Breaches of parenting Orders are considered very serious by the Court. As with the decision to separate, the Christmas and New Year period seems to bring about a spike in client’s asking questions about “what if they don’t come back?’’
It is an emotional rollercoaster which is to some extent not assisted by the processes put in place by the Family Law Courts. That being said, the Courts are here to provide assistance to parties who have had to endure their time with their children being unreasonably and unfairly reduced or refused.

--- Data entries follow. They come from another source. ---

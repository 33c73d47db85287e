//! Per-frame metadata: KLV parsing, timestamp alignment, radiometric decoding.

pub mod klv;
pub mod radiometric;

pub use klv::{encode_klv, find_klv_item, parse_klv, KlvItem, UniversalLabel, UAS_DATALINK_LS};
pub use radiometric::{decode_ir_radiometric, RadiometricCalibration, TemperatureMap};

use crate::error::{GateError, GateResult};

/// Anything carrying a capture timestamp in monotonic nanoseconds.
pub trait Timestamped {
    fn timestamp_ns(&self) -> u64;
}

/// A companion metadata buffer captured alongside video frames.
#[derive(Clone, Debug, Default, PartialEq, Eq)]
pub struct MetadataBuffer {
    pub timestamp_ns: u64,
    pub sequence: u32,
    pub data: Vec<u8>,
}

impl MetadataBuffer {
    pub fn klv_items(&self) -> GateResult<Vec<KlvItem<'_>>> {
        parse_klv(&self.data)
    }
}

impl Timestamped for MetadataBuffer {
    fn timestamp_ns(&self) -> u64 {
        self.timestamp_ns
    }
}

impl Timestamped for u64 {
    fn timestamp_ns(&self) -> u64 {
        *self
    }
}

/// Index of the buffer closest in time to `target_ns`; ties go to the earliest.
pub fn sync_metadata<T: Timestamped>(target_ns: u64, buffers: &[T]) -> GateResult<usize> {
    buffers
        .iter()
        .enumerate()
        .min_by_key(|(idx, buf)| (buf.timestamp_ns().abs_diff(target_ns), *idx))
        .map(|(idx, _)| idx)
        .ok_or_else(|| GateError::invalid("no metadata buffers to synchronize"))
}
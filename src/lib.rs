//! Sensor Gate
//!
//! Mandatory-access-control gate and audit trail for sensor hardware
//! (cameras, iris scanners, thermal sensors).
//!
//! # Architecture
//!
//! - `policy`: threat level -> TEMPEST state mapping, clearance checks and the
//!   capture gate every frame acquisition passes through.
//! - `telemetry`: bounded, non-blocking event intake drained by a background
//!   worker into file, SQLite, MQTT or in-process sinks, optionally as signed,
//!   hash-chained chunks.
//! - `metadata`: KLV parsing over untrusted bytes, metadata/frame timestamp
//!   alignment and radiometric decoding.
//! - `profile` / `session`: device profiles and the per-device session that
//!   wires the policy engine and telemetry around an external frame source.
//! - `config`: layered file + environment configuration.
//!
//! # Invariants
//!
//! 1. **EMERGENCY is LOCKDOWN**: no code path leaves a device outside LOCKDOWN
//!    while the threat level is EMERGENCY.
//! 2. **LOCKDOWN denies capture**, regardless of clearance.
//! 3. **Every denial is audited**: policy denials return an error and emit one
//!    event.
//! 4. **Telemetry never blocks capture**: a full ring drops the new event and
//!    counts it.
//! 5. **Parsers are total**: malformed input yields `MalformedInput`, never a
//!    panic or an out-of-bounds read.

pub mod config;
pub mod error;
pub mod event;
pub mod metadata;
pub mod policy;
pub mod profile;
pub mod session;
pub mod telemetry;

pub use config::GateConfig;
pub use error::{ErrorKind, GateError, GateResult};
pub use event::{Event, EventEmitter, EventKind, EventPayload, PayloadView, Severity, NO_DEVICE};
pub use metadata::{
    decode_ir_radiometric, encode_klv, find_klv_item, parse_klv, sync_metadata, KlvItem,
    MetadataBuffer, RadiometricCalibration, TemperatureMap, UniversalLabel,
};
pub use policy::{
    ClearanceLevel, ClearanceSource, EnvClearance, FixedClearance, LayerPolicy, PolicyEngine,
    TempestState, ThreatLevel,
};
pub use profile::{DeviceProfile, ProfileRegistry};
pub use session::{
    CaptureFormat, DeviceSession, FrameClass, FrameDescriptor, FrameSource, MetadataStream,
    ProfileApplied,
};
pub use telemetry::{
    StatsSnapshot, Telemetry, TelemetryConfig, TelemetryProfile,
};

Attached to every set of parenting Orders is an information sheet which details the consequences for breaches of parenting Orders, which can be very serious. These consequences include:-
- The Court can vary the Order breached;
- The Court can order that the breaching parent attend a post separation parenting program;
- Compensatory time can be Ordered for the parent who lost time with their child;
- A bond can be Ordered to be paid to secure future compliance with the Court Orders;
- Make a Costs Order against the breaching party for any Court proceedings that have had to be commenced because of the contravention;
- Make an Order that you pay compensation to the non-breaching party as a result of the contravention for expenses such as travel etc;
- Order that they participate in community service;
- Order that a fine be paid; or
- Order a period of imprisonment.
The nature and extent of the consequence depends upon the finding of the Court hearing the application. The Court can make a number of findings including:-
- That there has been no contravention;
- That there has been a contravention but there was a reasonable excuse;
- That there has been a contravention but that it was not a serious contravention and there was not a reasonable excuse; and
- That there has been a contravention and it was a serious contravention and there was not a reasonable excuse.

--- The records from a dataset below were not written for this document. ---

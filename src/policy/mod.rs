//! Mandatory-access-control policy for sensor capture.
//!
//! The engine maps the site-wide threat level onto a per-device TEMPEST
//! (emission suppression) state and is the single gate every capture attempt
//! passes through. Every security-relevant denial it makes is recorded as an
//! event; successful capture checks are deliberately silent so the hot path
//! does not flood the audit log.
//!
//! Invariants:
//! - The threat -> TEMPEST mapping is a fixed table; EMERGENCY maps to LOCKDOWN.
//! - While the threat level is EMERGENCY no device can hold a state other than
//!   LOCKDOWN (manual requests below the threat floor are refused).
//! - LOCKDOWN denies every capture regardless of clearance.

use serde::{Deserialize, Serialize};
use std::collections::HashMap;
use std::str::FromStr;
use std::sync::atomic::{AtomicU8, Ordering};
use std::sync::{Arc, Mutex, MutexGuard, OnceLock, RwLock};

use crate::error::{GateError, GateResult};
use crate::event::{Event, EventEmitter, EventKind, EventPayload, Severity, NO_DEVICE};

pub mod clearance;
pub mod layer;
pub mod tempest;

pub use clearance::{
    Classification, ClearanceLevel, ClearanceSource, EnvClearance, FixedClearance,
};
pub use layer::{layer_policy, LayerPolicy, MAX_LAYER};
pub use tempest::{discover_tempest_control, ControlDescriptor, TempestControl};

// -------------------- States --------------------

#[derive(
    Clone, Copy, Debug, Default, PartialEq, Eq, PartialOrd, Ord, Hash, Serialize, Deserialize,
)]
#[serde(rename_all = "SCREAMING_SNAKE_CASE")]
#[repr(u8)]
pub enum TempestState {
    #[default]
    Disabled = 0,
    Low = 1,
    High = 2,
    Lockdown = 3,
}

impl TempestState {
    pub fn from_u8(raw: u8) -> Option<Self> {
        match raw {
            0 => Some(TempestState::Disabled),
            1 => Some(TempestState::Low),
            2 => Some(TempestState::High),
            3 => Some(TempestState::Lockdown),
            _ => None,
        }
    }

    pub fn as_str(&self) -> &'static str {
        match self {
            TempestState::Disabled => "DISABLED",
            TempestState::Low => "LOW",
            TempestState::High => "HIGH",
            TempestState::Lockdown => "LOCKDOWN",
        }
    }
}

impl FromStr for TempestState {
    type Err = GateError;

    fn from_str(s: &str) -> Result<Self, Self::Err> {
        match s.trim().to_ascii_uppercase().as_str() {
            "DISABLED" => Ok(TempestState::Disabled),
            "LOW" => Ok(TempestState::Low),
            "HIGH" => Ok(TempestState::High),
            "LOCKDOWN" => Ok(TempestState::Lockdown),
            other => Err(GateError::invalid(format!(
                "unknown TEMPEST state '{}'",
                other
            ))),
        }
    }
}

#[derive(
    Clone, Copy, Debug, Default, PartialEq, Eq, PartialOrd, Ord, Hash, Serialize, Deserialize,
)]
#[serde(rename_all = "SCREAMING_SNAKE_CASE")]
#[repr(u8)]
pub enum ThreatLevel {
    #[default]
    Normal = 0,
    Alpha = 1,
    Bravo = 2,
    Charlie = 3,
    Delta = 4,
    Emergency = 5,
}

impl ThreatLevel {
    pub const ALL: [ThreatLevel; 6] = [
        ThreatLevel::Normal,
        ThreatLevel::Alpha,
        ThreatLevel::Bravo,
        ThreatLevel::Charlie,
        ThreatLevel::Delta,
        ThreatLevel::Emergency,
    ];

    pub fn from_u8(raw: u8) -> Option<Self> {
        Self::ALL.get(raw as usize).copied()
    }

    pub fn as_str(&self) -> &'static str {
        match self {
            ThreatLevel::Normal => "NORMAL",
            ThreatLevel::Alpha => "ALPHA",
            ThreatLevel::Bravo => "BRAVO",
            ThreatLevel::Charlie => "CHARLIE",
            ThreatLevel::Delta => "DELTA",
            ThreatLevel::Emergency => "EMERGENCY",
        }
    }
}

impl FromStr for ThreatLevel {
    type Err = GateError;

    fn from_str(s: &str) -> Result<Self, Self::Err> {
        let upper = s.trim().to_ascii_uppercase();
        let name = upper.strip_prefix("THREATCON_").unwrap_or(&upper);
        match name {
            "NORMAL" => Ok(ThreatLevel::Normal),
            "ALPHA" => Ok(ThreatLevel::Alpha),
            "BRAVO" => Ok(ThreatLevel::Bravo),
            "CHARLIE" => Ok(ThreatLevel::Charlie),
            "DELTA" => Ok(ThreatLevel::Delta),
            "EMERGENCY" => Ok(ThreatLevel::Emergency),
            other => Err(GateError::invalid(format!(
                "unknown threat level '{}'",
                other
            ))),
        }
    }
}

/// Fixed threat -> TEMPEST table, indexed by `ThreatLevel as usize`.
const THREAT_TO_TEMPEST: [TempestState; 6] = [
    TempestState::Disabled, // NORMAL
    TempestState::Low,      // ALPHA
    TempestState::Low,      // BRAVO
    TempestState::High,     // CHARLIE
    TempestState::High,     // DELTA
    TempestState::Lockdown, // EMERGENCY
];

pub fn tempest_for_threat(level: ThreatLevel) -> TempestState {
    THREAT_TO_TEMPEST[level as usize]
}

// -------------------- Engine --------------------

const NO_OVERRIDE: u8 = u8::MAX;

/// Cached state plus any operator escalation above the threat floor. Both are
/// written only under the engine's threat lock.
struct DeviceTempest {
    state: AtomicU8,
    escalation: AtomicU8,
}

impl DeviceTempest {
    fn new(state: TempestState) -> Self {
        Self {
            state: AtomicU8::new(state as u8),
            escalation: AtomicU8::new(NO_OVERRIDE),
        }
    }

    fn load(&self) -> TempestState {
        TempestState::from_u8(self.state.load(Ordering::Acquire)).unwrap_or(TempestState::Lockdown)
    }

    fn store(&self, state: TempestState) {
        self.state.store(state as u8, Ordering::Release);
    }

    fn escalation(&self) -> Option<TempestState> {
        TempestState::from_u8(self.escalation.load(Ordering::Acquire))
    }

    fn set_escalation(&self, state: Option<TempestState>) {
        let raw = state.map(|s| s as u8).unwrap_or(NO_OVERRIDE);
        self.escalation.store(raw, Ordering::Release);
    }

    /// State the device should hold under `floor`.
    fn resolve(&self, floor: TempestState) -> TempestState {
        self.escalation().map_or(floor, |held| held.max(floor))
    }
}

/// Policy state for one principal session.
///
/// Writers (threat changes, manual TEMPEST requests) serialize on the threat
/// lock; readers use atomic loads and never wait on a writer. Events are emitted
/// after locks are released.
pub struct PolicyEngine {
    threat_lock: Mutex<ThreatLevel>,
    threat_now: AtomicU8,
    devices: RwLock<HashMap<u32, Arc<DeviceTempest>>>,
    clearance_source: Box<dyn ClearanceSource>,
    clearance: OnceLock<ClearanceLevel>,
    events: Arc<dyn EventEmitter>,
}

impl PolicyEngine {
    pub fn new(events: Arc<dyn EventEmitter>, clearance_source: Box<dyn ClearanceSource>) -> Self {
        Self::with_threat_level(events, clearance_source, ThreatLevel::Normal)
    }

    pub fn with_threat_level(
        events: Arc<dyn EventEmitter>,
        clearance_source: Box<dyn ClearanceSource>,
        initial: ThreatLevel,
    ) -> Self {
        Self {
            threat_lock: Mutex::new(initial),
            threat_now: AtomicU8::new(initial as u8),
            devices: RwLock::new(HashMap::new()),
            clearance_source,
            clearance: OnceLock::new(),
            events,
        }
    }

    /// Track a device so threat changes recompute its cached state.
    pub fn register_device(&self, device_id: u32) -> TempestState {
        let threat = lock(&self.threat_lock);
        let state = tempest_for_threat(*threat);
        let mut devices = self.devices.write().unwrap_or_else(|e| e.into_inner());
        devices
            .entry(device_id)
            .or_insert_with(|| Arc::new(DeviceTempest::new(state)))
            .load()
    }

    pub fn unregister_device(&self, device_id: u32) {
        let mut devices = self.devices.write().unwrap_or_else(|e| e.into_inner());
        devices.remove(&device_id);
    }

    pub fn set_threat_level(&self, level: ThreatLevel) {
        let transitions = {
            let mut current = lock(&self.threat_lock);
            if *current == level {
                return;
            }
            log::info!("threat level {} -> {}", current.as_str(), level.as_str());
            *current = level;
            self.threat_now.store(level as u8, Ordering::Release);

            let floor = tempest_for_threat(level);
            let devices = self.devices.read().unwrap_or_else(|e| e.into_inner());
            let mut transitions = Vec::new();
            for (id, device) in devices.iter() {
                let old = device.load();
                let new = device.resolve(floor);
                if old != new {
                    device.store(new);
                    transitions.push((*id, old, new));
                }
            }
            transitions
        };

        for (device_id, old, new) in transitions {
            self.emit_transition(device_id, old, new);
        }
    }

    pub fn get_threat_level(&self) -> ThreatLevel {
        ThreatLevel::from_u8(self.threat_now.load(Ordering::Acquire))
            .unwrap_or(ThreatLevel::Emergency)
    }

    /// Cached state of a registered device; unregistered devices report the
    /// floor of the current threat level.
    pub fn get_tempest_state(&self, device_id: u32) -> TempestState {
        let cached = {
            let devices = self.devices.read().unwrap_or_else(|e| e.into_inner());
            devices.get(&device_id).map(|d| d.load())
        };
        cached.unwrap_or_else(|| tempest_for_threat(self.get_threat_level()))
    }

    /// Raise a registered device's suppression above the threat floor.
    ///
    /// The escalation holds across threat changes in both directions: the
    /// device sits at the higher of the escalated state and the threat floor
    /// until it is set back to the floor, which clears the escalation.
    pub fn set_tempest_state(&self, device_id: u32, target: TempestState) -> GateResult<()> {
        let outcome = {
            let threat = lock(&self.threat_lock);
            let floor = tempest_for_threat(*threat);
            let devices = self.devices.read().unwrap_or_else(|e| e.into_inner());
            let device = devices
                .get(&device_id)
                .ok_or_else(|| GateError::NotFound(format!("device {}", device_id)))?;
            if target < floor {
                Err((threat.as_str(), floor))
            } else {
                device.set_escalation((target > floor).then_some(target));
                let old = device.load();
                if old != target {
                    device.store(target);
                }
                Ok(old)
            }
        };

        match outcome {
            Ok(old) => {
                if old != target {
                    self.emit_transition(device_id, old, target);
                }
                Ok(())
            }
            Err((threat, floor)) => {
                self.events.emit_event(Event::new(
                    device_id,
                    EventKind::PolicyViolation,
                    Severity::High,
                    EventPayload::context("tempest_below_floor"),
                ));
                Err(GateError::PermissionDenied(format!(
                    "TEMPEST {} is below the {} floor for threat level {}",
                    target.as_str(),
                    floor.as_str(),
                    threat
                )))
            }
        }
    }

    /// Clearance of the calling principal, read once from the source.
    pub fn caller_clearance(&self) -> ClearanceLevel {
        *self
            .clearance
            .get_or_init(|| self.clearance_source.clearance())
    }

    pub fn check_clearance(&self, role: &str, classification: &str) -> GateResult<()> {
        if role.trim().is_empty() {
            return Err(GateError::invalid("role is required"));
        }
        if classification.trim().is_empty() {
            return Err(GateError::invalid("classification is required"));
        }
        let required = Classification::parse(classification)?;
        let caller = self.caller_clearance();
        if caller < required.level {
            self.events.emit_event(Event::new(
                NO_DEVICE,
                EventKind::PolicyViolation,
                Severity::High,
                EventPayload::context(role.trim()),
            ));
            log::warn!(
                "clearance denied: role={} requires {}, caller holds {}",
                role.trim(),
                required,
                caller.as_str()
            );
            return Err(GateError::PermissionDenied(format!(
                "role '{}' requires {}, caller holds {}",
                role.trim(),
                required,
                caller.as_str()
            )));
        }
        Ok(())
    }

    /// The gate every capture call passes first. Only denials are recorded.
    pub fn check_capture_allowed(&self, device_id: u32, context_label: &str) -> GateResult<()> {
        if self.get_tempest_state(device_id) == TempestState::Lockdown {
            self.events.emit_event(Event::new(
                device_id,
                EventKind::PolicyViolation,
                Severity::Critical,
                EventPayload::context(context_label),
            ));
            return Err(GateError::AccessDenied(format!(
                "device {} is in TEMPEST LOCKDOWN ({})",
                device_id, context_label
            )));
        }
        Ok(())
    }

    pub fn get_layer_policy(&self, layer: u32) -> GateResult<&'static LayerPolicy> {
        layer_policy(layer)
    }

    pub fn discover_tempest_control<I>(&self, controls: I) -> GateResult<u32>
    where
        I: IntoIterator<Item = ControlDescriptor>,
    {
        discover_tempest_control(controls)
    }

    fn emit_transition(&self, device_id: u32, old: TempestState, new: TempestState) {
        let severity = if new == TempestState::Lockdown {
            Severity::Critical
        } else {
            Severity::Medium
        };
        log::info!(
            "device {} TEMPEST {} -> {}",
            device_id,
            old.as_str(),
            new.as_str()
        );
        self.events.emit_event(Event::new(
            device_id,
            EventKind::TempestTransition,
            severity,
            EventPayload::transition(old, new),
        ));
    }
}

fn lock<T>(m: &Mutex<T>) -> MutexGuard<'_, T> {
    m.lock().unwrap_or_else(|e| e.into_inner())
}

What then is a contravention of an Order or Parenting Plan? A person contravenes when they:-
- Intentionally fail to comply with the Order or Agreement;
- Makes no reasonable attempt to comply with the Order or Agreement;
- Intentionally prevents compliance with the Order or Agreement by someone who is bound by it; or
- Aids or abets a contravention of the Order by a person who is bound by it.
By including words such as “reasonable” in it’s definition of contravention, the Family Law Act enables argument about whether or not there should be punishment for a contravention. That means that a Court can find that there has been a contravention of an Order, but that the person contravening the Order had a reasonable excuse for doing so. A reasonable excuse can include:-
- Not understanding the obligations imposed by the Order or Agreement; and
- Contravening an Order or agreement because they reasonably believed that it was necessary to do so to protect the health and safety of the child or children
The Christmas period is a very important time for all families and having your children withheld from you would be devastating. It is important however to ensure that you comply at all times with the terms of any Court Order in place regarding your children or any Parenting Plan in place regarding your children.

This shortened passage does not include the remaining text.